The probate process can be a slow one, involving the winding up of all of someone’s affairs following their death. If they did not leave a Will, the time taken can sometimes be longer, as their estate may be less organised than someone who has planned for the future and there could be difficulties in identifying and locating beneficiaries.
When someone dies, their personal representative is tasked with finalising their estate. This can be a time-consuming task. It involves valuing all of the deceased’s assets, collecting the assets in, clearing and selling property, paying all bills, to include calculating and paying Inheritance Tax, preparing detailed estate accounts, finding the beneficiaries and distributing the proceeds of the estate to them.
Probate can take around 9-12 months, although this can vary widely depending on the complexity of an estate.
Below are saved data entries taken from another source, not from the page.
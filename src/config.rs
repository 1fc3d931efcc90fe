//! Service configuration
//!
//! Loaded once at startup and handed to the executor by value. Sources, in
//! order of precedence (last wins):
//! 1. Built-in defaults
//! 2. TOML file named by `SANDBOX_CONFIG`
//! 3. `SANDBOX_*` environment variables

use anyhow::{Context, Result};
use serde::Deserialize;
use std::fmt::Display;
use std::path::Path;
use std::str::FromStr;
use std::time::Duration;

/// Hard upper bound for any per-request timeout
pub const TIMEOUT_CEILING_SECS: u64 = 30;

/// Which isolation backend the executor may use
#[derive(Debug, Clone, Copy, PartialEq, Eq, Default, Deserialize)]
#[serde(rename_all = "snake_case")]
pub enum BackendPolicy {
    /// Prefer the container runtime, fall back to a plain process
    #[default]
    Auto,
    /// Container only, never fall back
    Container,
    /// Plain process only, never check the container runtime
    Process,
}

impl FromStr for BackendPolicy {
    type Err = anyhow::Error;

    fn from_str(s: &str) -> Result<Self> {
        match s.to_lowercase().as_str() {
            "auto" => Ok(Self::Auto),
            "container" | "docker" => Ok(Self::Container),
            "process" => Ok(Self::Process),
            other => anyhow::bail!("Unknown backend policy: {}", other),
        }
    }
}

/// Top-level sandbox configuration
#[derive(Debug, Clone, Deserialize)]
#[serde(default)]
pub struct SandboxConfig {
    pub backend: BackendPolicy,
    /// Timeout applied when the caller does not send one (seconds)
    pub default_timeout_secs: u64,
    /// Upper bound for caller-supplied timeouts (seconds)
    pub max_timeout_secs: u64,
    /// Per-stream capture cap in bytes
    pub max_output_bytes: usize,
    /// Time between the graceful and the forceful kill (milliseconds)
    pub kill_grace_ms: u64,
    /// Environment variable name the injected secret is exposed under
    pub secret_env: String,
    pub process: ProcessConfig,
    pub container: ContainerConfig,
}

impl Default for SandboxConfig {
    fn default() -> Self {
        Self {
            backend: BackendPolicy::Auto,
            default_timeout_secs: 10,
            max_timeout_secs: 30,
            max_output_bytes: 1024 * 1024,
            kill_grace_ms: 500,
            secret_env: "OPENAI_API_KEY".to_string(),
            process: ProcessConfig::default(),
            container: ContainerConfig::default(),
        }
    }
}

/// Settings for the plain-process backend
#[derive(Debug, Clone, Deserialize)]
#[serde(default)]
pub struct ProcessConfig {
    /// Interpreter binary (resolved through PATH)
    pub interpreter: String,
    /// Arguments placed before the script path
    pub interpreter_args: Vec<String>,
    /// RLIMIT_AS for the child in MB
    pub memory_mb: u64,
    /// RLIMIT_FSIZE for the child in MB
    pub max_file_size_mb: u64,
}

impl Default for ProcessConfig {
    fn default() -> Self {
        Self {
            interpreter: "python3".to_string(),
            interpreter_args: vec!["-u".to_string()],
            memory_mb: 1024,
            max_file_size_mb: 16,
        }
    }
}

/// Settings for the container backend
#[derive(Debug, Clone, Deserialize)]
#[serde(default)]
pub struct ContainerConfig {
    /// Container runtime CLI (docker-compatible)
    pub runtime: String,
    pub image: String,
    /// Interpreter inside the image
    pub interpreter: String,
    /// Hard memory ceiling in MB (swap disabled)
    pub memory_mb: u64,
    /// Fractional CPU share
    pub cpus: f64,
    pub pids_limit: u32,
    /// Size of the writable /tmp inside the container in MB
    pub tmpfs_mb: u64,
    /// Bound on the per-request runtime availability check (milliseconds)
    pub check_timeout_ms: u64,
}

impl Default for ContainerConfig {
    fn default() -> Self {
        Self {
            runtime: "docker".to_string(),
            image: "python:3.11-slim".to_string(),
            interpreter: "python".to_string(),
            memory_mb: 256,
            cpus: 0.5,
            pids_limit: 50,
            tmpfs_mb: 16,
            check_timeout_ms: 2000,
        }
    }
}

impl SandboxConfig {
    /// Load configuration from `SANDBOX_CONFIG` (if set) and the environment
    pub fn load() -> Result<Self> {
        let mut config = match std::env::var("SANDBOX_CONFIG") {
            Ok(path) => Self::from_file(&path)?,
            Err(_) => Self::default(),
        };

        config.apply_overrides(|key| std::env::var(key).ok())?;
        config.validate()?;

        Ok(config)
    }

    /// Parse a TOML configuration file
    pub fn from_file(path: impl AsRef<Path>) -> Result<Self> {
        let path = path.as_ref();
        let content = std::fs::read_to_string(path)
            .with_context(|| format!("Failed to read config file {:?}", path))?;
        toml::from_str(&content).with_context(|| format!("Invalid config file {:?}", path))
    }

    /// Apply `SANDBOX_*` overrides using `lookup` to resolve variable names
    pub fn apply_overrides<F>(&mut self, lookup: F) -> Result<()>
    where
        F: Fn(&str) -> Option<String>,
    {
        if let Some(v) = lookup("SANDBOX_BACKEND") {
            self.backend = parse_var("SANDBOX_BACKEND", &v)?;
        }
        if let Some(v) = lookup("SANDBOX_DEFAULT_TIMEOUT") {
            self.default_timeout_secs = parse_var("SANDBOX_DEFAULT_TIMEOUT", &v)?;
        }
        if let Some(v) = lookup("SANDBOX_MAX_OUTPUT_BYTES") {
            self.max_output_bytes = parse_var("SANDBOX_MAX_OUTPUT_BYTES", &v)?;
        }
        if let Some(v) = lookup("SANDBOX_SECRET_ENV") {
            self.secret_env = v;
        }
        if let Some(v) = lookup("SANDBOX_PYTHON") {
            self.process.interpreter = v;
        }
        if let Some(v) = lookup("SANDBOX_DOCKER_BIN") {
            self.container.runtime = v;
        }
        if let Some(v) = lookup("SANDBOX_IMAGE") {
            self.container.image = v;
        }
        if let Some(v) = lookup("SANDBOX_MEMORY_MB") {
            self.container.memory_mb = parse_var("SANDBOX_MEMORY_MB", &v)?;
        }
        if let Some(v) = lookup("SANDBOX_CPUS") {
            self.container.cpus = parse_var("SANDBOX_CPUS", &v)?;
        }
        if let Some(v) = lookup("SANDBOX_PIDS_LIMIT") {
            self.container.pids_limit = parse_var("SANDBOX_PIDS_LIMIT", &v)?;
        }
        Ok(())
    }

    /// Reject configurations the backends cannot honor
    pub fn validate(&self) -> Result<()> {
        if !(1..=TIMEOUT_CEILING_SECS).contains(&self.max_timeout_secs) {
            anyhow::bail!(
                "max_timeout_secs must be within 1..={}, got {}",
                TIMEOUT_CEILING_SECS,
                self.max_timeout_secs
            );
        }
        if !(1..=self.max_timeout_secs).contains(&self.default_timeout_secs) {
            anyhow::bail!(
                "default_timeout_secs must be within 1..={}, got {}",
                self.max_timeout_secs,
                self.default_timeout_secs
            );
        }
        if self.max_output_bytes == 0 {
            anyhow::bail!("max_output_bytes must be positive");
        }
        if !is_env_name(&self.secret_env) {
            anyhow::bail!("secret_env is not a valid variable name: {:?}", self.secret_env);
        }
        if self.process.interpreter.trim().is_empty() {
            anyhow::bail!("process.interpreter must not be empty");
        }
        if self.container.runtime.trim().is_empty() || self.container.image.trim().is_empty() {
            anyhow::bail!("container.runtime and container.image must not be empty");
        }
        if self.container.cpus.is_nan() || self.container.cpus <= 0.0 {
            anyhow::bail!("container.cpus must be positive, got {}", self.container.cpus);
        }
        if self.container.memory_mb < 16 {
            anyhow::bail!(
                "container.memory_mb must be at least 16, got {}",
                self.container.memory_mb
            );
        }
        if self.container.pids_limit == 0 {
            anyhow::bail!("container.pids_limit must be at least 1");
        }
        Ok(())
    }

    /// Clamp a requested timeout into `1..=max_timeout_secs`
    pub fn clamp_timeout(&self, secs: u64) -> u64 {
        secs.clamp(1, self.max_timeout_secs)
    }

    pub fn kill_grace(&self) -> Duration {
        Duration::from_millis(self.kill_grace_ms)
    }
}

fn parse_var<T>(key: &str, value: &str) -> Result<T>
where
    T: FromStr,
    T::Err: Display,
{
    value
        .trim()
        .parse::<T>()
        .map_err(|e| anyhow::anyhow!("Invalid value for {}: {:?} ({})", key, value, e))
}

fn is_env_name(name: &str) -> bool {
    let mut chars = name.chars();
    match chars.next() {
        Some(c) if c.is_ascii_alphabetic() || c == '_' => {}
        _ => return false,
    }
    chars.all(|c| c.is_ascii_alphanumeric() || c == '_')
}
The large amount of time involved usually arises from the number of organisations that need to be notified, waiting for them to respond, providing the information and documentation they need to close accounts or sell shares and the time taken to clear and sell the deceased’s home.
What might slow the probate process down
If there is confusion about whether the deceased has left a Will, it may delay application to the Probate Registry as searches are made. Similarly, if the deceased left more than one Will, there could be difficulties in establishing whether another more up-to-date document exists that would supersede the others.
If a Will goes missing, then attempts will have to be made to try and find it. It could be that the deceased destroyed the Will, but it is important that searches are made to try and find whether this is the case.
If only a copy Will exists, it may be possible to use this, however the process is longer and more complicated than a straightforward probate application. Anyone who is adversely affected by the copy Will, for example, someone who has not been included in the Will but who might otherwise have stood to inherit would need to consent to the copy Will being proved.
What happens if someone dies without leaving a Will
If the deceased did not leave a Will, then their estate passes in accordance with the Rules of Intestacy. The Rules list who will inherit in a strict order.
For example, if the deceased left a spouse and children, then the first £270,000 of the net value of their estate along with all of their personal possessions passes to the spouse. The remainder is split, with the spouse receiving half and any children sharing the other half equally. There is a risk that loved ones may not receive what the deceased would have liked them to have. In the case of cohabiting partners and stepchildren, they will not inherit anything.
The advantages of leaving a Will
As well as ensuring that everyone is provided for after your death and minimising the risk of disputes arising between family members, by leaving a Will you have the opportunity to structure your estate in the most efficient way possible. There are ways to legitimately reduce Inheritance Tax liabilities and to ensure that your money is not used in the future in a way that you would not want, for example, by being left to someone else by your spouse or being used for their care home fees instead of passing to your children.